▶ What you have to do
Count every line in the entries that contains "Rejected". Report that count alone.

▶ Dataset extract
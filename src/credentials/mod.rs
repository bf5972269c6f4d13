//! Credential Synchronizer
//!
//! The pooling layer authenticates clients against its own copy of `(username, secretHash)`
//! pairs. This module owns that copy: its grammar ([`cache`]), structural repair ([`repair`]),
//! the file on disk ([`file`]) and the [`CredentialSynchronizer`] that converges it to the
//! primary store.

pub mod cache;
pub mod errors;
pub mod file;
pub mod repair;
pub mod synchronizer;

pub use cache::{CacheDocument, CacheEntry, CacheLine, EntryChange};
pub use errors::{CacheError, SyncError};
pub use file::CacheFile;
pub use repair::{Finding, FindingAction, Fix, Inspection, QuarantineReason, inspect};
pub use synchronizer::{
    CredentialSynchronizer, ReloadOutcome, RepairReport, SyncAction, SyncOneReport, SyncReport,
};
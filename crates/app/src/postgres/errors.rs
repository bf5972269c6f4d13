//! `PostgreSQL` error classification

use std::fmt::Display;

use sqlx::Error;
use tenantgate::{identity::RoleName, store::StoreError};

/// Broad class of a `SQLSTATE` code.
#[derive(Debug, Clone, Copy, PartialEq, Eq)]
pub enum SqlStateClass {
    /// Object already exists.
    Duplicate,

    /// Object does not exist.
    Missing,

    /// Other objects depend on the one being changed.
    Dependent,

    /// Insufficient privilege.
    Privilege,

    /// Connection trouble, contention or a serialization failure; worth retrying.
    Transient,

    /// Anything else.
    Other,
}

/// Classify a `SQLSTATE` code.
#[must_use]
pub fn classify(code: &str) -> SqlStateClass {
    match code {
        // duplicate_object, duplicate_database, unique_violation, duplicate_schema,
        // duplicate_table, duplicate_function
        "42710" | "42P04" | "23505" | "42P06" | "42P07" | "42723" => SqlStateClass::Duplicate,

        // undefined_object, invalid_catalog_name, undefined_table, undefined_function,
        // invalid_schema_name
        "42704" | "3D000" | "42P01" | "42883" | "3F000" => SqlStateClass::Missing,

        "2BP01" => SqlStateClass::Dependent,

        "42501" => SqlStateClass::Privilege,

        // too_many_connections, cannot_connect_now, admin_shutdown, crash_shutdown,
        // serialization_failure, deadlock_detected, lock_not_available, object_in_use
        "53300" | "57P01" | "57P02" | "57P03" | "40001" | "40P01" | "55P03" | "55006" => {
            SqlStateClass::Transient
        }

        code if code.starts_with("08") => SqlStateClass::Transient,

        _ => SqlStateClass::Other,
    }
}

/// Map a driver error raised while working on `subject`.
pub fn store_error(error: Error, subject: impl Display) -> StoreError {
    match &error {
        Error::Io(_) | Error::Tls(_) | Error::PoolTimedOut | Error::PoolClosed => {
            return StoreError::Unavailable(Box::new(error));
        }
        Error::Database(database) => {
            let class = database.code().map_or(SqlStateClass::Other, |code| classify(&code));
            let message = database.message().to_string();

            return match class {
                SqlStateClass::Duplicate => StoreError::AlreadyExists(subject.to_string()),
                SqlStateClass::Missing => StoreError::Missing(subject.to_string()),
                SqlStateClass::Dependent => StoreError::Irrecoverable {
                    object: subject.to_string(),
                    detail: database_detail(&message, &**database),
                },
                SqlStateClass::Privilege | SqlStateClass::Other => {
                    StoreError::Rejected(format!("{subject}: {message}"))
                }
                SqlStateClass::Transient => StoreError::Unavailable(Box::new(error)),
            };
        }
        _ => {}
    }

    StoreError::Rejected(format!("{subject}: {error}"))
}

/// Map a driver error raised while dropping `role`; dependent objects keep the role alive.
pub fn drop_role_error(error: Error, role: &RoleName) -> StoreError {
    if let Error::Database(database) = &error
        && database.code().is_some_and(|code| code == "2BP01")
    {
        return StoreError::DependentObjects {
            role: role.clone(),
            detail: database_detail(database.message(), &**database),
        };
    }

    store_error(error, format_args!("role {role}"))
}

fn database_detail(message: &str, database: &dyn sqlx::error::DatabaseError) -> String {
    let detail = database
        .try_downcast_ref::<sqlx::postgres::PgDatabaseError>()
        .and_then(sqlx::postgres::PgDatabaseError::detail);

    match detail {
        Some(detail) => format!("{message}: {detail}"),
        None => message.to_string(),
    }
}

#[cfg(test)]
mod tests {
    use std::io;

    use tenantgate::retry::Transient;

    use super::*;

    #[test]
    fn sqlstate_codes_are_classified() {
        assert_eq!(classify("42710"), SqlStateClass::Duplicate);
        assert_eq!(classify("42P04"), SqlStateClass::Duplicate);
        assert_eq!(classify("42704"), SqlStateClass::Missing);
        assert_eq!(classify("3D000"), SqlStateClass::Missing);
        assert_eq!(classify("2BP01"), SqlStateClass::Dependent);
        assert_eq!(classify("42501"), SqlStateClass::Privilege);
        assert_eq!(classify("08006"), SqlStateClass::Transient);
        assert_eq!(classify("40P01"), SqlStateClass::Transient);
        assert_eq!(classify("55006"), SqlStateClass::Transient);
        assert_eq!(classify("22023"), SqlStateClass::Other);
    }

    #[test]
    fn connection_failures_are_transient() {
        let error = store_error(
            Error::Io(io::Error::new(io::ErrorKind::ConnectionRefused, "refused")),
            "role alpha_owner",
        );

        assert!(matches!(error, StoreError::Unavailable(_)));
        assert!(error.is_transient());
    }

    #[test]
    fn other_driver_errors_are_rejections() {
        let error = store_error(Error::RowNotFound, "role alpha_owner");

        assert!(matches!(error, StoreError::Rejected(message) if message.contains("alpha_owner")));
    }
}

▶ Answer to the problem
3